Wikidata:Requests for permissions/Bot/Tildebot
The following discussion is closed. Please do not modify it. Subsequent comments should be made in a new section. A summary of the conclusions reached follows.
- Approved --Lymantria (talk) 07:47, 4 February 2024 (UTC)[reply]
Tildebot (talk • contribs • new items • new lexemes • SUL • Block log • User rights log • User rights • xtools)
Operator: Mxn (talk • contribs • logs)
Task/s: Backfill AARoads Wiki article ID (P12052)
Code: https://gist.github.com/1ec5/a01abb67799b0fc2cf17e2ac320ff976
Function details: Upload about 16,000 AARoads Wiki article ID (P12052) statements based on reconciliation in OpenRefine. As the code shows, many of the items were matched automatically based on English Wikipedia article titles, since the AARoads Wiki was forked from there, but many more required matching by hand. No new items will be created automatically, since I've already created them by hand. Possible incremental updates in the future if the volume requires a bot flag (though it may be small enough to do manually using a normal account).– Minh Nguyễn 💬 03:32, 5 October 2023 (UTC)[reply]
- are you going to add references? how many of the statements did you hand validate? BrokenSegue (talk) 19:34, 5 October 2023 (UTC)[reply]
@BrokenSegue: Sure, I can add references if that would be appropriate. Should that just be stated in (P248)AARoads Wiki (Q122452106)?
OpenRefine says that it automatically matched 15,194 records for which the enwiki sitelink exactly matched the AARoads Wiki article title. I expect each of these matches to be accurate, since the AARoads Wiki only forked from the English Wikipedia a month ago or so and wouldn't have swapped article titles or anything tricky like that. A spot-check of these matches confirms that they're good matches. Most likely some of these items are already internally inconsistent due to, for example, Wikipedia editors morphing an article into a list article without updating Wikidata. I fixed several dozen of these items along the way (since I also want them to be consistent for OpenStreetMap to use), but at least the AARoads Wiki article ID (P12052) statement will be consistent with the enwiki sitelink in every case.
Following that automated match, I had it match 410 records to the best enwiki sitelink match based on string similarity and reviewed each one by hand, undoing 94 erroneous matches. Finally, I hand-matched these 94 and 280 other records. In most cases, I was able to find the correct item by searching for the item whose English label matches the AARoads Wiki article title exactly.

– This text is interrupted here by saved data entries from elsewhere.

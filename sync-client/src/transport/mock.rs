//! Mock transport for testing.
//!
//! Allows queueing inbound events, serving assets and capturing sent
//! requests for verification.

use super::{Transport, TransportError, TransportEvent};
use async_trait::async_trait;
use std::collections::{HashMap, VecDeque};
use std::sync::{Arc, Mutex, MutexGuard, PoisonError};
use sync_types::{AssetRef, UpdateRequest};
use tokio::sync::Notify;

/// Mock transport for testing.
///
/// Allows queueing inbound events and capturing sent requests for
/// verification. Clones share state.
#[derive(Debug, Default)]
pub struct MockTransport {
    inner: Arc<Mutex<MockTransportInner>>,
    arrivals: Arc<Notify>,
}

#[derive(Debug, Default)]
struct MockTransportInner {
    connected: bool,
    connect_calls: usize,
    close_calls: usize,
    fetch_calls: usize,
    sent_requests: Vec<UpdateRequest>,
    receive_queue: VecDeque<TransportEvent>,
    stream_closed: bool,
    assets: HashMap<AssetRef, Vec<u8>>,
    fail_next_connect: Option<String>,
    fail_next_send: Option<String>,
    fail_next_fetch: Option<String>,
    hang_connect: bool,
    hang_fetch: bool,
}

impl MockTransport {
    /// Create a new mock transport.
    pub fn new() -> Self {
        Self::default()
    }

    fn lock(&self) -> MutexGuard<'_, MockTransportInner> {
        self.inner.lock().unwrap_or_else(PoisonError::into_inner)
    }

    /// Queue an event to be returned by the next `recv()` call.
    pub fn queue_event(&self, event: TransportEvent) {
        let mut inner = self.lock();
        inner.receive_queue.push_back(event);
        drop(inner);
        self.arrivals.notify_one();
    }

    /// End the inbound stream; `recv()` drains the queue, then reports
    /// `ConnectionClosed`.
    pub fn close_stream(&self) {
        self.lock().stream_closed = true;
        self.arrivals.notify_waiters();
        self.arrivals.notify_one();
    }

    /// Serve `bytes` for `asset` from `fetch_asset()`.
    pub fn insert_asset(&self, asset: AssetRef, bytes: Vec<u8>) {
        let mut inner = self.lock();
        inner.assets.insert(asset, bytes);
    }

    /// Get all requests that were sent.
    pub fn sent_requests(&self) -> Vec<UpdateRequest> {
        let inner = self.lock();
        inner.sent_requests.clone()
    }

    /// Get the last request that was sent.
    pub fn last_sent(&self) -> Option<UpdateRequest> {
        let inner = self.lock();
        inner.sent_requests.last().cloned()
    }

    /// Number of `connect()` calls, successful or not.
    pub fn connect_calls(&self) -> usize {
        self.lock().connect_calls
    }

    /// Number of `close()` calls.
    pub fn close_calls(&self) -> usize {
        self.lock().close_calls
    }

    /// Number of `fetch_asset()` calls, successful or not.
    pub fn fetch_calls(&self) -> usize {
        self.lock().fetch_calls
    }

    /// Cause the next connect() to fail with the given error.
    pub fn fail_next_connect(&self, error: &str) {
        let mut inner = self.lock();
        inner.fail_next_connect = Some(error.to_string());
    }

    /// Cause the next send_request() to fail with the given error.
    pub fn fail_next_send(&self, error: &str) {
        let mut inner = self.lock();
        inner.fail_next_send = Some(error.to_string());
    }

    /// Cause the next fetch_asset() to fail with the given error.
    pub fn fail_next_fetch(&self, error: &str) {
        let mut inner = self.lock();
        inner.fail_next_fetch = Some(error.to_string());
    }

    /// Make connect() never complete.
    pub fn hang_connect(&self, hang: bool) {
        self.lock().hang_connect = hang;
    }

    /// Make fetch_asset() never complete.
    pub fn hang_fetch(&self, hang: bool) {
        self.lock().hang_fetch = hang;
    }

    /// Drop the session as if the link went away, without a `close()` call.
    pub fn drop_session(&self) {
        self.lock().connected = false;
    }

    /// Clear all state (requests, queue, assets, connection).
    pub fn reset(&self) {
        let mut inner = self.lock();
        *inner = MockTransportInner::default();
    }
}

impl Clone for MockTransport {
    fn clone(&self) -> Self {
        Self {
            inner: Arc::clone(&self.inner),
            arrivals: Arc::clone(&self.arrivals),
        }
    }
}

#[async_trait]
impl Transport for MockTransport {
    async fn connect(&self) -> Result<(), TransportError> {
        let hang = {
            let mut inner = self.lock();
            inner.connect_calls += 1;

            // Check for forced failure
            if let Some(error) = inner.fail_next_connect.take() {
                return Err(TransportError::ConnectionFailed(error));
            }

            if !inner.hang_connect {
                inner.connected = true;
            }
            inner.hang_connect
        };

        if hang {
            std::future::pending::<()>().await;
        }
        Ok(())
    }

    async fn send_request(&self, request: &UpdateRequest) -> Result<(), TransportError> {
        let mut inner = self.lock();

        if !inner.connected {
            return Err(TransportError::NotConnected);
        }

        // Check for forced failure
        if let Some(error) = inner.fail_next_send.take() {
            return Err(TransportError::SendFailed(error));
        }

        inner.sent_requests.push(request.clone());
        Ok(())
    }

    async fn recv(&self) -> Result<TransportEvent, TransportError> {
        loop {
            {
                let mut inner = self.lock();
                if let Some(event) = inner.receive_queue.pop_front() {
                    return Ok(event);
                }
                if inner.stream_closed {
                    return Err(TransportError::ConnectionClosed);
                }
            }
            self.arrivals.notified().await;
        }
    }

    async fn fetch_asset(&self, asset: &AssetRef) -> Result<Vec<u8>, TransportError> {
        let result = {
            let mut inner = self.lock();
            inner.fetch_calls += 1;

            if !inner.connected {
                return Err(TransportError::NotConnected);
            }

            if let Some(error) = inner.fail_next_fetch.take() {
                return Err(TransportError::ReceiveFailed(error));
            }

            if inner.hang_fetch {
                None
            } else {
                Some(
                    inner
                        .assets
                        .get(asset)
                        .cloned()
                        .ok_or_else(|| TransportError::AssetNotFound(asset.as_str().to_string())),
                )
            }
        };

        match result {
            Some(result) => result,
            None => std::future::pending().await,
        }
    }

    fn is_connected(&self) -> bool {
        let inner = self.lock();
        inner.connected
    }

    async fn close(&self) -> Result<(), TransportError> {
        let mut inner = self.lock();
        inner.close_calls += 1;
        inner.connected = false;
        Ok(())
    }
}

#[cfg(test)]
mod tests {
    use super::*;
    use sync_types::{DataItem, IncomingRecord, PeerId};

    fn companion() -> PeerId {
        PeerId::new("companion").unwrap()
    }

    // ===========================================
    // MockTransport Basic Tests
    // ===========================================

    #[tokio::test]
    async fn mock_transport_connects() {
        let transport = MockTransport::new();
        assert!(!transport.is_connected());

        transport.connect().await.unwrap();

        assert!(transport.is_connected());
        assert_eq!(transport.connect_calls(), 1);
    }

    #[tokio::test]
    async fn mock_transport_records_requests() {
        let transport = MockTransport::new();
        transport.connect().await.unwrap();

        transport
            .send_request(&UpdateRequest::weather(companion()))
            .await
            .unwrap();

        let sent = transport.sent_requests();
        assert_eq!(sent.len(), 1);
        assert_eq!(sent[0].peer, companion());
        assert_eq!(sent[0].path, "/weather/require");
        assert_eq!(transport.last_sent(), Some(sent[0].clone()));
    }

    #[tokio::test]
    async fn mock_transport_receives_queued_events() {
        let transport = MockTransport::new();
        transport.connect().await.unwrap();

        let item = DataItem::weather(companion(), IncomingRecord::new());
        transport.queue_event(TransportEvent::DataChanged(item.clone()));
        transport.queue_event(TransportEvent::Resumed);

        assert_eq!(
            transport.recv().await.unwrap(),
            TransportEvent::DataChanged(item)
        );
        assert_eq!(transport.recv().await.unwrap(), TransportEvent::Resumed);
    }

    #[tokio::test(start_paused = true)]
    async fn recv_waits_on_empty_queue() {
        let transport = MockTransport::new();

        let result = tokio::time::timeout(
            std::time::Duration::from_secs(60),
            transport.recv(),
        )
        .await;
        assert!(result.is_err());

        let waiting = {
            let transport = transport.clone();
            tokio::spawn(async move { transport.recv().await })
        };
        tokio::task::yield_now().await;
        transport.queue_event(TransportEvent::Resumed);

        assert_eq!(waiting.await.unwrap(), Ok(TransportEvent::Resumed));
    }

    #[tokio::test]
    async fn closed_stream_drains_then_ends() {
        let transport = MockTransport::new();
        transport.queue_event(TransportEvent::Resumed);

        let waiting = {
            let transport = transport.clone();
            tokio::spawn(async move {
                let first = transport.recv().await;
                let second = transport.recv().await;
                (first, second)
            })
        };
        transport.close_stream();

        let (first, second) = waiting.await.unwrap();
        assert_eq!(first, Ok(TransportEvent::Resumed));
        assert_eq!(second, Err(TransportError::ConnectionClosed));
    }

    #[tokio::test]
    async fn mock_transport_serves_assets() {
        let transport = MockTransport::new();
        transport.connect().await.unwrap();
        let asset = AssetRef::for_content(b"icon");
        transport.insert_asset(asset.clone(), b"icon".to_vec());

        assert_eq!(transport.fetch_asset(&asset).await.unwrap(), b"icon");
        let missing = AssetRef::for_content(b"other");
        assert!(matches!(
            transport.fetch_asset(&missing).await,
            Err(TransportError::AssetNotFound(_))
        ));
        assert_eq!(transport.fetch_calls(), 2);
    }

    #[tokio::test]
    async fn mock_transport_closes() {
        let transport = MockTransport::new();
        transport.connect().await.unwrap();

        transport.close().await.unwrap();
        assert!(!transport.is_connected());
        assert_eq!(transport.close_calls(), 1);
    }

    // ===========================================
    // Error Condition Tests
    // ===========================================

    #[tokio::test]
    async fn send_without_connect_fails() {
        let transport = MockTransport::new();

        let result = transport
            .send_request(&UpdateRequest::weather(companion()))
            .await;
        assert_eq!(result, Err(TransportError::NotConnected));
        assert!(transport.sent_requests().is_empty());
    }

    #[tokio::test]
    async fn forced_connect_failure() {
        let transport = MockTransport::new();
        transport.fail_next_connect("radio off");

        let result = transport.connect().await;
        assert!(matches!(result, Err(TransportError::ConnectionFailed(_))));
        assert!(!transport.is_connected());

        transport.connect().await.unwrap();
        assert!(transport.is_connected());
    }

    #[tokio::test]
    async fn forced_send_failure_is_one_shot() {
        let transport = MockTransport::new();
        transport.connect().await.unwrap();
        transport.fail_next_send("peer unreachable");

        let request = UpdateRequest::weather(companion());
        assert!(matches!(
            transport.send_request(&request).await,
            Err(TransportError::SendFailed(_))
        ));
        transport.send_request(&request).await.unwrap();
        assert_eq!(transport.sent_requests().len(), 1);
    }

    #[tokio::test(start_paused = true)]
    async fn hung_fetch_never_completes() {
        let transport = MockTransport::new();
        transport.connect().await.unwrap();
        transport.hang_fetch(true);

        let asset = AssetRef::for_content(b"icon");
        let result = tokio::time::timeout(
            std::time::Duration::from_secs(100),
            transport.fetch_asset(&asset),
        )
        .await;
        assert!(result.is_err());
    }

    // ===========================================
    // Clone and Shared State Tests
    // ===========================================

    #[tokio::test]
    async fn mock_transport_clone_shares_state() {
        let transport1 = MockTransport::new();
        let transport2 = transport1.clone();

        transport1.connect().await.unwrap();
        assert!(transport2.is_connected());

        transport2.drop_session();
        assert!(!transport1.is_connected());
    }

    #[tokio::test]
    async fn mock_transport_reset_clears_all() {
        let transport = MockTransport::new();
        transport.connect().await.unwrap();
        transport
            .send_request(&UpdateRequest::weather(companion()))
            .await
            .unwrap();
        transport.queue_event(TransportEvent::Resumed);

        transport.reset();

        assert!(!transport.is_connected());
        assert!(transport.sent_requests().is_empty());
        assert_eq!(transport.connect_calls(), 0);
    }
}
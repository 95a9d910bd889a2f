//! Applying inbound records to the synchronized state.
//!
//! Merging never fails as a whole. Each recognized key is applied on its
//! own; a field that cannot be interpreted is skipped and reported, unknown
//! keys are ignored, and a blank string clears the field it names.

use std::time::Duration;
use sync_types::{keys, AssetRef, FieldValue, IncomingRecord, Timestamp};
use thiserror::Error;

use crate::snapshot::{Theme, WeatherSnapshot};

/// A single field that could not be applied.
#[derive(Debug, Clone, PartialEq, Eq, Error)]
pub enum FieldError {
    /// Value has the wrong type for the key.
    #[error("field {key}: expected {expected}, got {actual}")]
    WrongType {
        /// Record key.
        key: &'static str,
        /// Type the key requires.
        expected: &'static str,
        /// Type that arrived.
        actual: &'static str,
    },
    /// Value has the right type but an unusable value.
    #[error("field {key}: value out of range: {value}")]
    OutOfRange {
        /// Record key.
        key: &'static str,
        /// The offending value, rendered.
        value: String,
    },
    /// Asset reference token is unusable.
    #[error("field {key}: invalid asset reference {token:?}")]
    InvalidAsset {
        /// Record key.
        key: &'static str,
        /// The offending token.
        token: String,
    },
}

/// Values a cleared configuration field falls back to.
#[derive(Debug, Clone, Copy, PartialEq, Eq)]
pub struct MergeDefaults {
    /// Refresh interval restored when `require_interval` is cleared.
    pub refresh_interval: Duration,
    /// Theme restored when `theme` is cleared.
    pub theme: Theme,
}

/// What a merge did.
#[derive(Debug, Clone, PartialEq, Eq)]
pub struct MergeReport {
    /// Keys whose value was stored.
    pub applied: Vec<&'static str>,
    /// Keys cleared by a blank string.
    pub cleared: Vec<&'static str>,
    /// Fields skipped as malformed.
    pub skipped: Vec<FieldError>,
    /// Unrecognized keys.
    pub ignored: Vec<String>,
    /// Freshness timestamp now held by the state.
    pub received_at: Timestamp,
    /// True if `received_at` came from the record rather than the receipt time.
    pub stamped: bool,
    /// Asset that must be fetched, if the record named a new one.
    pub fetch: Option<AssetRef>,
    /// True if the refresh interval changed.
    pub interval_changed: bool,
}

impl MergeReport {
    fn new(received_at: Timestamp) -> Self {
        Self {
            applied: Vec::new(),
            cleared: Vec::new(),
            skipped: Vec::new(),
            ignored: Vec::new(),
            received_at,
            stamped: false,
            fetch: None,
            interval_changed: false,
        }
    }
}

fn wrong_type(key: &'static str, expected: &'static str, value: &FieldValue) -> FieldError {
    FieldError::WrongType {
        key,
        expected,
        actual: value.type_name(),
    }
}

fn temperature(key: &'static str, value: &FieldValue) -> Result<f64, FieldError> {
    let v = value
        .as_f64()
        .ok_or_else(|| wrong_type(key, "double", value))?;
    if !v.is_finite() {
        return Err(FieldError::OutOfRange {
            key,
            value: v.to_string(),
        });
    }
    Ok(v)
}

fn epoch_millis(key: &'static str, value: &FieldValue) -> Result<Timestamp, FieldError> {
    let v = value.as_i64().ok_or_else(|| wrong_type(key, "long", value))?;
    let millis = u64::try_from(v).map_err(|_| FieldError::OutOfRange {
        key,
        value: v.to_string(),
    })?;
    Ok(Timestamp::from_millis(millis))
}

fn interval(key: &'static str, value: &FieldValue) -> Result<Duration, FieldError> {
    let v = value.as_i64().ok_or_else(|| wrong_type(key, "int", value))?;
    match u64::try_from(v) {
        Ok(millis) if millis > 0 => Ok(Duration::from_millis(millis)),
        _ => Err(FieldError::OutOfRange {
            key,
            value: v.to_string(),
        }),
    }
}

fn theme(key: &'static str, value: &FieldValue) -> Result<Theme, FieldError> {
    let v = value.as_i64().ok_or_else(|| wrong_type(key, "int", value))?;
    u8::try_from(v)
        .map(Theme::new)
        .map_err(|_| FieldError::OutOfRange {
            key,
            value: v.to_string(),
        })
}

fn asset(key: &'static str, value: &FieldValue) -> Result<AssetRef, FieldError> {
    let asset = value
        .as_asset()
        .ok_or_else(|| wrong_type(key, "asset", value))?;
    asset.validate().map_err(|_| FieldError::InvalidAsset {
        key,
        token: asset.as_str().to_string(),
    })?;
    Ok(asset.clone())
}

/// Apply `record` to `state`.
///
/// `received_at` is the receipt time, used for freshness unless the record
/// carries `update_time`. Applying the same record twice with the same
/// receipt time leaves the state as applying it once did.
pub fn merge_record(
    state: &mut WeatherSnapshot,
    record: &IncomingRecord,
    received_at: Timestamp,
    defaults: &MergeDefaults,
) -> MergeReport {
    let mut report = MergeReport::new(received_at);

    for (key, value) in record.iter() {
        let blank = value.is_blank();
        let outcome: Result<&'static str, FieldError> = match key {
            keys::CONDITION => {
                let key = keys::CONDITION;
                if blank {
                    state.condition = None;
                    report.cleared.push(key);
                    continue;
                }
                match value.as_str() {
                    Some(s) => {
                        state.condition = Some(s.to_string());
                        Ok(key)
                    }
                    None => Err(wrong_type(key, "string", value)),
                }
            }
            keys::HIGH => {
                let key = keys::HIGH;
                if blank {
                    state.high = None;
                    report.cleared.push(key);
                    continue;
                }
                temperature(key, value).map(|v| {
                    state.high = Some(v);
                    key
                })
            }
            keys::LOW => {
                let key = keys::LOW;
                if blank {
                    state.low = None;
                    report.cleared.push(key);
                    continue;
                }
                temperature(key, value).map(|v| {
                    state.low = Some(v);
                    key
                })
            }
            keys::UPDATE_TIME => {
                let key = keys::UPDATE_TIME;
                if blank {
                    report.cleared.push(key);
                    continue;
                }
                epoch_millis(key, value).map(|at| {
                    report.received_at = at;
                    report.stamped = true;
                    key
                })
            }
            keys::REQUIRE_INTERVAL => {
                let key = keys::REQUIRE_INTERVAL;
                if blank {
                    report.interval_changed |= state.refresh_interval != defaults.refresh_interval;
                    state.refresh_interval = defaults.refresh_interval;
                    report.cleared.push(key);
                    continue;
                }
                interval(key, value).map(|next| {
                    report.interval_changed |= state.refresh_interval != next;
                    state.refresh_interval = next;
                    key
                })
            }
            keys::THEME => {
                let key = keys::THEME;
                if blank {
                    state.theme = defaults.theme;
                    report.cleared.push(key);
                    continue;
                }
                theme(key, value).map(|t| {
                    state.theme = t;
                    key
                })
            }
            keys::CONDITION_IMAGE => {
                let key = keys::CONDITION_IMAGE;
                if blank {
                    state.image.clear();
                    report.cleared.push(key);
                    continue;
                }
                asset(key, value).map(|asset| {
                    if state.image.request(&asset) {
                        report.fetch = Some(asset);
                    }
                    key
                })
            }
            other => {
                report.ignored.push(other.to_string());
                continue;
            }
        };

        match outcome {
            Ok(key) => report.applied.push(key),
            Err(err) => report.skipped.push(err),
        }
    }

    state.received_at = Some(report.received_at);
    report
}
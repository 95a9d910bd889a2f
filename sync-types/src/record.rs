//! Keyed records carried by data items.
//!
//! A record is a flat map from field key to a typed value. Peers may send
//! keys this version does not know about; those are preserved here and
//! ignored by the merge.

use serde::{Deserialize, Serialize};
use std::collections::BTreeMap;

use crate::AssetRef;

/// Record keys understood by the weather merge.
pub mod keys {
    /// Short condition description (string).
    pub const CONDITION: &str = "condition";
    /// High temperature (double).
    pub const HIGH: &str = "high";
    /// Low temperature (double).
    pub const LOW: &str = "low";
    /// Condition icon (asset reference).
    pub const CONDITION_IMAGE: &str = "condition_image";
    /// When the companion produced the data (epoch millis, long).
    pub const UPDATE_TIME: &str = "update_time";
    /// Refresh interval the wearable should use (millis, integer).
    pub const REQUIRE_INTERVAL: &str = "require_interval";
    /// Theme selector (integer).
    pub const THEME: &str = "theme";
}

/// A typed value in an [`IncomingRecord`].
#[derive(Debug, Clone, PartialEq, Serialize, Deserialize)]
#[serde(rename_all = "snake_case")]
pub enum FieldValue {
    /// UTF-8 string
    String(String),
    /// 64-bit float
    Double(f64),
    /// 32-bit integer
    Int(i32),
    /// 64-bit integer
    Long(i64),
    /// Reference to a binary asset
    Asset(AssetRef),
}

impl FieldValue {
    /// Name of the value's type, for diagnostics.
    pub fn type_name(&self) -> &'static str {
        match self {
            Self::String(_) => "string",
            Self::Double(_) => "double",
            Self::Int(_) => "int",
            Self::Long(_) => "long",
            Self::Asset(_) => "asset",
        }
    }

    /// True for a string value that is empty or whitespace only.
    ///
    /// Blank strings mean "field cleared" for every key.
    pub fn is_blank(&self) -> bool {
        matches!(self, Self::String(s) if s.trim().is_empty())
    }

    /// The value as a string slice, if it is a string.
    pub fn as_str(&self) -> Option<&str> {
        match self {
            Self::String(s) => Some(s),
            _ => None,
        }
    }

    /// The value as a float. Integers widen.
    pub fn as_f64(&self) -> Option<f64> {
        match self {
            Self::Double(v) => Some(*v),
            Self::Int(v) => Some(f64::from(*v)),
            Self::Long(v) => Some(*v as f64),
            _ => None,
        }
    }

    /// The value as an integer, if it is an int or long.
    pub fn as_i64(&self) -> Option<i64> {
        match self {
            Self::Int(v) => Some(i64::from(*v)),
            Self::Long(v) => Some(*v),
            _ => None,
        }
    }

    /// The value as an asset reference.
    pub fn as_asset(&self) -> Option<&AssetRef> {
        match self {
            Self::Asset(asset) => Some(asset),
            _ => None,
        }
    }
}

/// Inbound payload of a data item: field key to typed value.
#[derive(Debug, Clone, Default, PartialEq, Serialize, Deserialize)]
#[serde(transparent)]
pub struct IncomingRecord {
    fields: BTreeMap<String, FieldValue>,
}

impl IncomingRecord {
    /// Create an empty record.
    pub fn new() -> Self {
        Self::default()
    }

    /// Insert a value, replacing any previous value for the key.
    pub fn insert(&mut self, key: impl Into<String>, value: FieldValue) {
        self.fields.insert(key.into(), value);
    }

    /// Add a string field.
    pub fn with_string(mut self, key: &str, value: impl Into<String>) -> Self {
        self.insert(key, FieldValue::String(value.into()));
        self
    }

    /// Add a double field.
    pub fn with_double(mut self, key: &str, value: f64) -> Self {
        self.insert(key, FieldValue::Double(value));
        self
    }

    /// Add an integer field.
    pub fn with_int(mut self, key: &str, value: i32) -> Self {
        self.insert(key, FieldValue::Int(value));
        self
    }

    /// Add a long field.
    pub fn with_long(mut self, key: &str, value: i64) -> Self {
        self.insert(key, FieldValue::Long(value));
        self
    }

    /// Add an asset reference field.
    pub fn with_asset(mut self, key: &str, asset: AssetRef) -> Self {
        self.insert(key, FieldValue::Asset(asset));
        self
    }

    /// Look up a field.
    pub fn get(&self, key: &str) -> Option<&FieldValue> {
        self.fields.get(key)
    }

    /// Check whether a field is present.
    pub fn contains(&self, key: &str) -> bool {
        self.fields.contains_key(key)
    }

    /// Iterate fields in key order.
    pub fn iter(&self) -> impl Iterator<Item = (&str, &FieldValue)> {
        self.fields.iter().map(|(k, v)| (k.as_str(), v))
    }

    /// Number of fields.
    pub fn len(&self) -> usize {
        self.fields.len()
    }

    /// True if the record has no fields.
    pub fn is_empty(&self) -> bool {
        self.fields.is_empty()
    }
}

This process was helped by the fact that articles on U.S. and Canadian numbered roads generally have systematic names. In some cases where the AARoads Wiki has already created a new article not found on Wikipedia, or where they've split a Wikipedia article, I had to manually create an item beforehand (for example Mississippi Highway 533 (Q122939380)). Please let me know if I can provide any additional detail about this process.
– Minh Nguyễn 💬 00:57, 6 October 2023 (UTC)[reply]
- yeah that sounds good. maybe also with based on heuristic (P887) or matched by identifier from (P11797). BrokenSegue (talk) 03:19, 6 October 2023 (UTC)[reply]
- Good idea, I’ve added that to the schema I’m working with. Minh Nguyễn 💬 04:57, 6 October 2023 (UTC)[reply]
- @BrokenSegue: I've uploaded some test edits incorporating your feedback. Minh Nguyễn 💬 05:22, 7 October 2023 (UTC)[reply]
- looks good. BrokenSegue (talk) 20:55, 7 October 2023 (UTC)[reply]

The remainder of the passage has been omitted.